Por mi propia actividad literaria el algoritmo siempre me lleva a las páginas de los libros, y he observado con mucho interés los permanentes anuncios de quienes ofrecen los servicios para ayudarnos a publicar “el libro de nuestros sueños” (este es el anzuelo), pero es tanta la oferta que este asunto me lleva necesariamente a una reflexión acerca de cuán válidas son esas supuestas ayudas que se nos brindan en las redes y en las plataformas a cambio de una paga. Como es lógico suponer, con lo de la Inteligencia Artificial (IA) hoy en boga, pues me asaltan también dudas e interrogantes: de si todos estos anuncios obedecen precisamente a tal circunstancia, y pasemos de pronto a ser víctimas de toda una trama que busca hacerse de un dinero a costa de nuestra credibilidad, porque a mi modo de ver y de entender el hecho literario: echar mano de la IA para producir textos breves o extensos, en cualesquiera de los géneros, es sencillamente hacer trampa.

En estos días volví a acercarme a un clásico de clásicos que leí por primera vez en el ya lejano año 1994, se trata de La llama doble Amor y erotismo (Seix Barral), del Premio Nobel mexicano Octavio Paz.
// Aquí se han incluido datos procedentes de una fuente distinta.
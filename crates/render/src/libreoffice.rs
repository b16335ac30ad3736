//! Rasterizer backed by LibreOffice and poppler's `pdftoppm`.
//!
//! The deck is first exported to PDF by a headless office suite, then every
//! PDF page is rendered to PNG. Both steps write into one temporary directory
//! owned by the returned [`RasterPages`].

use image::DynamicImage;
use slide_core::{Error, PageSource, Rasterizer, Result};
use std::ffi::OsStr;
use std::fs;
use std::io;
use std::path::{Path, PathBuf};
use std::process::{Command, Output};
use tempfile::TempDir;

/// Office binaries tried in order.
const OFFICE_BINARIES: &[&str] = &["soffice", "libreoffice"];

/// PDF rasterizer binary.
const PDFTOPPM_BINARY: &str = "pdftoppm";

/// File name prefix of rendered pages (`slide-01.png`, ...).
const PAGE_PREFIX: &str = "slide";

/// Rasterizes presentations through external programs.
#[derive(Debug, Clone)]
pub struct LibreOfficeRasterizer {
    office_binaries: Vec<String>,
    pdftoppm: String,
}

impl Default for LibreOfficeRasterizer {
    fn default() -> Self {
        Self {
            office_binaries: OFFICE_BINARIES.iter().map(|s| s.to_string()).collect(),
            pdftoppm: PDFTOPPM_BINARY.to_string(),
        }
    }
}

impl LibreOfficeRasterizer {
    /// Create a rasterizer using `soffice`/`libreoffice` and `pdftoppm`.
    pub fn new() -> Self {
        Self::default()
    }

    /// Use a specific office binary instead of searching the defaults.
    pub fn with_office_binary(mut self, binary: impl Into<String>) -> Self {
        self.office_binaries = vec![binary.into()];
        self
    }

    /// Use a specific `pdftoppm` binary.
    pub fn with_pdftoppm(mut self, binary: impl Into<String>) -> Self {
        self.pdftoppm = binary.into();
        self
    }

    /// Export `source` to PDF inside `out_dir`, returning the PDF path.
    fn convert_to_pdf(&self, source: &Path, out_dir: &Path) -> Result<PathBuf> {
        let office = self
            .office_binaries
            .iter()
            .find_map(|name| find_tool(name))
            .ok_or_else(|| Error::ToolMissing {
                tool: self.office_binaries.join(" / "),
                hint: office_install_hint().to_string(),
            })?;
        log::info!("Using {} for PPTX -> PDF", office.display());

        let mut command = Command::new(&office);
        command
            .arg("--headless")
            .arg("--convert-to")
            .arg("pdf")
            .arg("--outdir")
            .arg(out_dir)
            .arg(source);
        run_tool(&mut command, &office, office_install_hint())?;

        let stem = source
            .file_stem()
            .ok_or_else(|| Error::Conversion(format!("Invalid source path: {}", source.display())))?;
        let mut pdf_name = stem.to_os_string();
        pdf_name.push(".pdf");
        let pdf = out_dir.join(pdf_name);

        if !pdf.is_file() {
            return Err(Error::Conversion(format!("PDF file was not created: {}", pdf.display())));
        }

        Ok(pdf)
    }

    /// Render every page of `pdf` to PNG files in `out_dir`.
    fn render_pages(&self, pdf: &Path, dpi: u32, out_dir: &Path) -> Result<Vec<PathBuf>> {
        let pdftoppm = find_tool(&self.pdftoppm).ok_or_else(|| Error::ToolMissing {
            tool: self.pdftoppm.clone(),
            hint: poppler_install_hint().to_string(),
        })?;
        log::debug!("Rendering {} at {} DPI", pdf.display(), dpi);

        let mut command = Command::new(&pdftoppm);
        command
            .arg("-png")
            .arg("-r")
            .arg(dpi.to_string())
            .arg(pdf)
            .arg(out_dir.join(PAGE_PREFIX));
        run_tool(&mut command, &pdftoppm, poppler_install_hint())?;

        let pages = collect_pages(out_dir)?;
        if pages.is_empty() {
            return Err(Error::EmptyRasterization(out_dir.display().to_string()));
        }

        Ok(pages)
    }
}

impl Rasterizer for LibreOfficeRasterizer {
    fn rasterize(&self, source: &Path, dpi: u32) -> Result<Box<dyn PageSource>> {
        let dir = tempfile::Builder::new().prefix("slide-png-").tempdir()?;
        log::debug!("Working directory {}", dir.path().display());

        let pdf = self.convert_to_pdf(source, dir.path())?;
        let pages = self.render_pages(&pdf, dpi, dir.path())?;
        log::info!("Rendered {} pages", pages.len());

        Ok(Box::new(RasterPages::new(dir, pages)))
    }
}

/// Rendered page files, deleted together with their directory on drop.
#[derive(Debug)]
pub struct RasterPages {
    dir: TempDir,
    pages: Vec<PathBuf>,
}

impl RasterPages {
    /// Take ownership of `dir` and the page files inside it.
    pub fn new(dir: TempDir, pages: Vec<PathBuf>) -> Self {
        Self { dir, pages }
    }

    /// Directory holding the pages.
    pub fn path(&self) -> &Path {
        self.dir.path()
    }
}

impl PageSource for RasterPages {
    fn page_count(&self) -> usize {
        self.pages.len()
    }

    fn load_page(&mut self, index: usize) -> Result<DynamicImage> {
        let path = self
            .pages
            .get(index)
            .ok_or_else(|| Error::CorruptedFile(format!("Page {} out of range", index + 1)))?;
        Ok(image::open(path)?)
    }
}

/// PNG files in `dir`, ordered by the page number at the end of their stem.
pub fn collect_pages(dir: &Path) -> Result<Vec<PathBuf>> {
    let mut pages: Vec<PathBuf> = fs::read_dir(dir)?
        .filter_map(|entry| entry.ok())
        .map(|entry| entry.path())
        .filter(|path| path.extension().and_then(OsStr::to_str) == Some("png"))
        .collect();

    pages.sort_by(|a, b| {
        let key = |p: &PathBuf| {
            let stem = p.file_stem().and_then(OsStr::to_str).unwrap_or_default().to_string();
            (page_number(&stem), stem)
        };
        key(a).cmp(&key(b))
    });

    Ok(pages)
}

/// Trailing number of a page stem: `slide-07` -> 7.
fn page_number(stem: &str) -> Option<u64> {
    let digits: String = stem.chars().rev().take_while(|c| c.is_ascii_digit()).collect();
    let digits: String = digits.chars().rev().collect();
    digits.parse().ok()
}

/// Locate an executable on `PATH`.
///
/// Names containing a path separator are checked as given.
pub fn find_tool(name: &str) -> Option<PathBuf> {
    let candidate = Path::new(name);
    if candidate.components().count() > 1 {
        return candidate.is_file().then(|| candidate.to_path_buf());
    }

    let paths = std::env::var_os("PATH")?;
    std::env::split_paths(&paths).find_map(|dir| {
        let path = dir.join(name);
        if path.is_file() {
            return Some(path);
        }
        if cfg!(windows) {
            let exe = path.with_extension("exe");
            if exe.is_file() {
                return Some(exe);
            }
        }
        None
    })
}

/// Run a prepared command, turning launch failures and non-zero exits into
/// errors that carry the program's output.
fn run_tool(command: &mut Command, program: &Path, hint: &str) -> Result<Output> {
    let tool = program.display().to_string();
    log::debug!("Running {:?}", command);

    let output = command.output().map_err(|e| match e.kind() {
        io::ErrorKind::NotFound => Error::ToolMissing {
            tool: tool.clone(),
            hint: hint.to_string(),
        },
        _ => Error::IoError(e),
    })?;

    if !output.status.success() {
        let mut captured = String::from_utf8_lossy(&output.stdout).trim().to_string();
        let stderr = String::from_utf8_lossy(&output.stderr);
        if !stderr.trim().is_empty() {
            if !captured.is_empty() {
                captured.push('\n');
            }
            captured.push_str(stderr.trim());
        }

        return Err(Error::ToolFailed {
            tool,
            status: output.status.to_string(),
            output: captured,
        });
    }

    Ok(output)
}

fn office_install_hint() -> &'static str {
    if cfg!(target_os = "macos") {
        "   - macOS: brew install --cask libreoffice"
    } else if cfg!(windows) {
        "   - Windows: https://www.libreoffice.org/download/"
    } else {
        "   - Ubuntu/Debian: sudo apt-get install libreoffice"
    }
}

fn poppler_install_hint() -> &'static str {
    if cfg!(target_os = "macos") {
        "   - macOS: brew install poppler"
    } else if cfg!(windows) {
        "   - Windows: https://github.com/oschwartz10612/poppler-windows/releases"
    } else {
        "   - Ubuntu/Debian: sudo apt-get install poppler-utils"
    }
}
Y traigo a colación esta circunstancia, porque en su Liminar el autor nos cuenta con orgullo, cómo este libro estuvo en su cabeza durante décadas, y ya había perdido la esperanza de escribirlo por las múltiples actividades a las que se vio sometido, al haber llevado una larga vida de diplomático y trashumante, y desde luego: por ser un autor consagrado por la crítica y los lectores, requerido aquí y allá, invitado a eventos y con inmensos compromisos, pero hubo un momento en el que se sintió desconsolado al ver que su promesa de juventud se alejaba cada día más, y con su avanzada edad sentía cierta vergüenza de acercarse al tema del amor y el erotismo. Nos dice: “De pronto, una mañana, me lancé a escribir con una suerte de alegre desesperación. A medida que avanzaba, surgían nuevas vistas. Había pensado en un ensayo de unas cien páginas, y el texto se alargaba más y más con imperiosa espontaneidad hasta que, con la misma naturalidad y el mismo imperio, dejó de fluir. Me froté los ojos: había escrito un libro. Mi promesa estaba cumplida.”
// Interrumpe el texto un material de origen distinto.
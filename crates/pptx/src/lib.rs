//! PPTX (Office Open XML) slide title locator.
//!
//! Reads .pptx files (ZIP archives of XML parts) and reports, for every
//! slide, its title text and where that title sits on the slide.

pub mod parser;

pub use parser::PptxParser;
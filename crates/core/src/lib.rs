//! Core domain types, filename sanitizing, image filters and the export
//! pipeline for turning presentation slides into transparent PNG images.

pub mod error;
pub mod filters;
pub mod pipeline;
pub mod sanitize;
pub mod types;

pub use error::{Error, Result};
pub use pipeline::{PageSource, Pipeline, PipelineOptions, Rasterizer};
pub use sanitize::{sanitize_filename, NameRegistry};
pub use types::{RelativeBox, RunStats, SlideDescriptor};
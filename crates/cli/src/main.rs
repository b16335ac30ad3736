//! CLI tool for exporting PowerPoint slides as transparent PNG images.
//!
//! Every slide is rendered, its title is erased, the result is cropped to the
//! remaining content and written as `<title>.png`.

use anyhow::{Context, Result};
use clap::Parser;
use slide_core::pipeline::check_source;
use slide_core::{Pipeline, PipelineOptions};
use slide_pptx::PptxParser;
use slide_render::LibreOfficeRasterizer;
use std::io;
use std::panic::{self, AssertUnwindSafe};
use std::path::PathBuf;

/// Export PowerPoint slides to cropped PNG files with a transparent background.
#[derive(Parser, Debug)]
#[command(name = "slide-png")]
#[command(author, version, about, long_about = None)]
#[command(after_help = "Existing images with the same name are overwritten.")]
struct Args {
    /// Input PowerPoint file (.pptx)
    input: PathBuf,

    /// Output directory
    #[arg(default_value = "images")]
    output_dir: PathBuf,

    /// Rendering resolution in DPI
    #[arg(default_value_t = 300)]
    dpi: u32,

    /// Keep the title in the image
    #[arg(long)]
    keep_title: bool,

    /// Do not crop images to their content
    #[arg(long)]
    no_crop: bool,

    /// Margin in pixels kept around the content when cropping
    #[arg(long, default_value_t = 20)]
    crop_margin: u32,

    /// Output size in percent of the cropped image
    #[arg(long, default_value_t = 100, value_parser = clap::value_parser!(u32).range(1..))]
    scale: u32,

    /// Verbose output
    #[arg(short, long)]
    verbose: bool,
}

impl Args {
    fn pipeline_options(&self) -> PipelineOptions {
        PipelineOptions {
            output_dir: self.output_dir.clone(),
            dpi: self.dpi,
            remove_title: !self.keep_title,
            autocrop: !self.no_crop,
            crop_margin: self.crop_margin,
            scale_percent: self.scale,
            ..PipelineOptions::default()
        }
    }
}

fn main() -> Result<()> {
    let args = Args::parse();

    // Initialize logging
    if args.verbose {
        env_logger::Builder::from_env(env_logger::Env::default().default_filter_or("debug")).init();
    } else {
        env_logger::Builder::from_env(env_logger::Env::default().default_filter_or("warn")).init();
    }

    // Failures are reported, never turned into a failing exit status.
    match panic::catch_unwind(AssertUnwindSafe(|| export(&args))) {
        Ok(Ok(())) => {}
        Ok(Err(e)) => {
            log::debug!("Export of {} aborted", args.input.display());
            eprintln!("Error: {:?}", e);
        }
        Err(_) => {
            eprintln!("Error: unexpected failure while exporting {}", args.input.display());
        }
    }

    Ok(())
}

/// Export all slides of the input deck.
fn export(args: &Args) -> Result<()> {
    check_source(&args.input)?;

    println!("Loading {}...", args.input.display());
    let slides = PptxParser::new()
        .parse_file(&args.input)
        .with_context(|| format!("Failed to read slides from {}", args.input.display()))?;

    let pipeline = Pipeline::new(LibreOfficeRasterizer::new(), args.pipeline_options());
    let mut out = io::stdout().lock();

    pipeline
        .run(&args.input, &slides, &mut out)
        .with_context(|| format!("Failed to export {}", args.input.display()))?;

    Ok(())
}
Creo que no hace falta agregar más a esta hermosa experiencia creadora: así es como funciona en buena medida (aunque no hay una norma para esto). Por supuesto, y ya lo he dicho muchas veces acá: hay que ser un buen lector, un muy buen lector para dar ese salto y que, de ese largo proceso, que puede llevarse meses y hasta años (en el caso de Paz lo escribió en escasos dos meses, pero es que lo venía pensando y “redactando” desde su juventud) el que resulte una obra que deje satisfechas nuestras expectativas, pero entre pensar escribir un libro y tenerlo ya escrito en papel o en algún soporte electrónico, hay, qué duda cabe, toda escala de grises que debemos considerar, porque se presentan decenas de factores y variables: bien que favorezcan nuestra intención, o que la torpedean, y esto lo debemos sortear con habilidad y astucia, si de veras ese anhelo se ha instalado entre pecho y espalda y no nos deja vivir, hasta que agotados los tiempos nos lanzamos a esa tórrida aventura y alcanzamos la meta.
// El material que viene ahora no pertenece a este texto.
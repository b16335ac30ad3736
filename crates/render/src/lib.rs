//! External rasterizer backend for slide-png.
//!
//! Converts a deck to PDF with LibreOffice and renders each page to PNG with
//! poppler's `pdftoppm`.

pub mod libreoffice;

pub use libreoffice::{find_tool, LibreOfficeRasterizer, RasterPages};
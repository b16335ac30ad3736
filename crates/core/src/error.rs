//! Error types for slide image extraction.

use thiserror::Error;

/// Result type alias using our Error type.
pub type Result<T> = std::result::Result<T, Error>;

/// Errors that can occur while exporting slides to PNG.
#[derive(Error, Debug)]
pub enum Error {
    /// Failed to open, read or write a file.
    #[error("Failed to read file: {0}")]
    IoError(#[from] std::io::Error),

    /// The source presentation does not exist.
    #[error("File not found: {0}")]
    InputNotFound(String),

    /// ZIP archive error (for PPTX).
    #[error("ZIP error: {0}")]
    ZipError(String),

    /// XML parsing error (for PPTX).
    #[error("XML parsing error: {0}")]
    XmlError(String),

    /// Invalid or corrupted file.
    #[error("Invalid or corrupted file: {0}")]
    CorruptedFile(String),

    /// A required external program is not installed.
    #[error("{tool} not found. Install it:\n{hint}")]
    ToolMissing {
        /// Program name that was searched for.
        tool: String,
        /// Platform-specific installation guidance.
        hint: String,
    },

    /// An external program exited with a non-zero status.
    #[error("{tool} failed ({status}):\n{output}")]
    ToolFailed {
        tool: String,
        status: String,
        /// Captured stdout and stderr.
        output: String,
    },

    /// The intermediate document was not produced.
    #[error("Conversion error: {0}")]
    Conversion(String),

    /// Rasterization produced no page images.
    #[error("No PNG pages were generated in {0}")]
    EmptyRasterization(String),

    /// Image decoding or encoding failed.
    #[error("Image error: {0}")]
    ImageError(#[from] image::ImageError),
}
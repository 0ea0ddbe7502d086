//! An in-memory native backend.
//!
//! [`HeadlessBackend`] keeps windows in a slot map and notifications in two
//! queues, with no window system behind it. It behaves like a native window
//! system as far as the dispatch engine can tell: creation, destruction,
//! visibility and geometry changes raise sent notifications, closing a window
//! by default destroys it, and system commands minimize or maximize.
//!
//! The backend is a cheap handle; clones share the same windows and queues.
//! Keep one clone outside the context to inject notifications:
//!
//! ```
//! use horizon_lattice_window::{HeadlessBackend, WindowContext};
//!
//! let backend = HeadlessBackend::new();
//! let ctx = WindowContext::new(backend.clone());
//! let window = ctx.create(640, 480, None, None).unwrap();
//!
//! backend.post_resize(window, 800, 600);
//! assert_eq!(ctx.pump(None), 1);
//! ```

use std::cell::RefCell;
use std::collections::{HashMap, HashSet, VecDeque};
use std::fmt;
use std::rc::Rc;

use slotmap::{Key, KeyData, SlotMap, new_key_type};

use crate::backend::{NativeBackend, PenInfo, Position, Size, TouchInput, WindowDescriptor, WindowHandle};
use crate::class::WindowClass;
use crate::error::BackendError;
use crate::event::MouseButton;
use crate::logging::targets;
use crate::message::{RawMessage, clamp_signed_word, clamp_word, codes};

new_key_type! {
    struct WindowKey;
}

/// Screen size a maximized window fills unless changed.
pub const DEFAULT_SCREEN_SIZE: Size = Size::new(1920, 1080);

/// Number of default-handled notifications kept for inspection. Older ones
/// are discarded first.
pub const DEFAULT_HANDLED_CAPACITY: usize = 256;

/// Show state of a headless window.
#[derive(Debug, Clone, Copy, PartialEq, Eq, Default)]
pub enum Placement {
    #[default]
    Normal,
    Minimized,
    Maximized,
}

#[derive(Debug)]
struct NativeWindow {
    class_name: String,
    title: String,
    size: Size,
    position: Position,
    visible: bool,
    placement: Placement,
    parent: Option<WindowHandle>,
    /// Geometry to return to when leaving the maximized or minimized state.
    restore: Option<(Size, Position)>,
}

#[derive(Debug)]
struct Inner {
    classes: HashSet<String>,
    registration_attempts: usize,
    windows: SlotMap<WindowKey, NativeWindow>,
    posted: VecDeque<RawMessage>,
    sent: VecDeque<RawMessage>,
    pens: HashMap<u32, PenInfo>,
    touches: HashMap<isize, Vec<TouchInput>>,
    drops: HashMap<usize, Vec<String>>,
    next_payload: usize,
    default_handled: VecDeque<RawMessage>,
    screen: Size,
    fail_class_registration: bool,
    fail_window_creation: bool,
}

impl Default for Inner {
    fn default() -> Self {
        Self {
            classes: HashSet::new(),
            registration_attempts: 0,
            windows: SlotMap::with_key(),
            posted: VecDeque::new(),
            sent: VecDeque::new(),
            pens: HashMap::new(),
            touches: HashMap::new(),
            drops: HashMap::new(),
            next_payload: 1,
            default_handled: VecDeque::new(),
            screen: DEFAULT_SCREEN_SIZE,
            fail_class_registration: false,
            fail_window_creation: false,
        }
    }
}

fn to_handle(key: WindowKey) -> WindowHandle {
    WindowHandle::from_raw(key.data().as_ffi())
}

fn to_key(window: WindowHandle) -> WindowKey {
    WindowKey::from(KeyData::from_ffi(window.as_raw()))
}

impl Inner {
    fn window(&self, window: WindowHandle) -> Option<&NativeWindow> {
        self.windows.get(to_key(window))
    }

    fn window_mut(&mut self, window: WindowHandle) -> Option<&mut NativeWindow> {
        self.windows.get_mut(to_key(window))
    }

    fn payload_id(&mut self) -> usize {
        let id = self.next_payload;
        self.next_payload += 1;
        id
    }

    fn children_of(&self, parent: WindowHandle) -> Vec<WindowHandle> {
        self.windows
            .iter()
            .filter(|(_, window)| window.parent == Some(parent))
            .map(|(key, _)| to_handle(key))
            .collect()
    }
}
Pero… hay que sudar mucho para ver patentizado el sueño, porque ese “parpadeo” del que nos habla el mexicano no es más que una figura poética, muy propia de su exquisita prosa, y sabemos, quienes más o menos tenemos algo de tiempo y de experiencia en estos territorios, que para escribir un libro en dos meses hay que ponerle alma, vida y corazón, dejar de hacer cualquier otra cosa, poner en latencia la cotidianidad (y, con ella, familia, ocio y amigos), y lo peor del asunto es que la mayoría de las veces no basta con todo esto, de por sí extremo, si no nos acompaña la buena estrella: la hipotética musa, esa señora o señorita díscola, etérea e imprecisa, que se hace de rogar, que zigzaguea, que da giros inusitados y nos deja pálidos y sin vista, que se hace la loca: se esconde y se burla de nosotros, y si la fulana decide quedarse hasta el final (porque suele retirarse pronto), nos frotaremos los ojos como hizo el gran bardo, y habremos escrito el libro prometido.

Escribir un libro no es tarea fácil, porque no siempre tenemos el mismo ímpetu y entusiasmo del primer día: somos humanos y estamos sometidos a los vaivenes propios de la vida y de sus a veces duras circunstancias, y los ímpetus suelen bajar de frecuencia, hacerse erráticos y caprichosos, quedarse aletargados y hasta dormidos, pero si logramos mantener la llama doble del anhelo y la disciplina, si trabajamos con ahínco para que ella no se debilite, y por el contrario crezca y se fortalezca cada nuevo día, estaremos dando la batalla y en el camino adecuado para la conquista de la meta, y será el latir de nuestra voz interior el que nos dirá si todo está sobre ruedas, si lo pensado logra con acierto plasmarse en la página, y si hay correspondencia entre todo, y cuando la respuesta inequívoca es definitivamente que sí, no hay vuelta de página: esa obra en ciernes se va concretando y tomando forma, y es entonces cuando nos llega esa “suerte de alegre desesperación”, porque sabemos que el sueño se patentiza en realidad ante nuestros incrédulos ojos, hasta que nos levantamos exaltados y decimos a quien quiera oírnos: ¡promesa cumplida!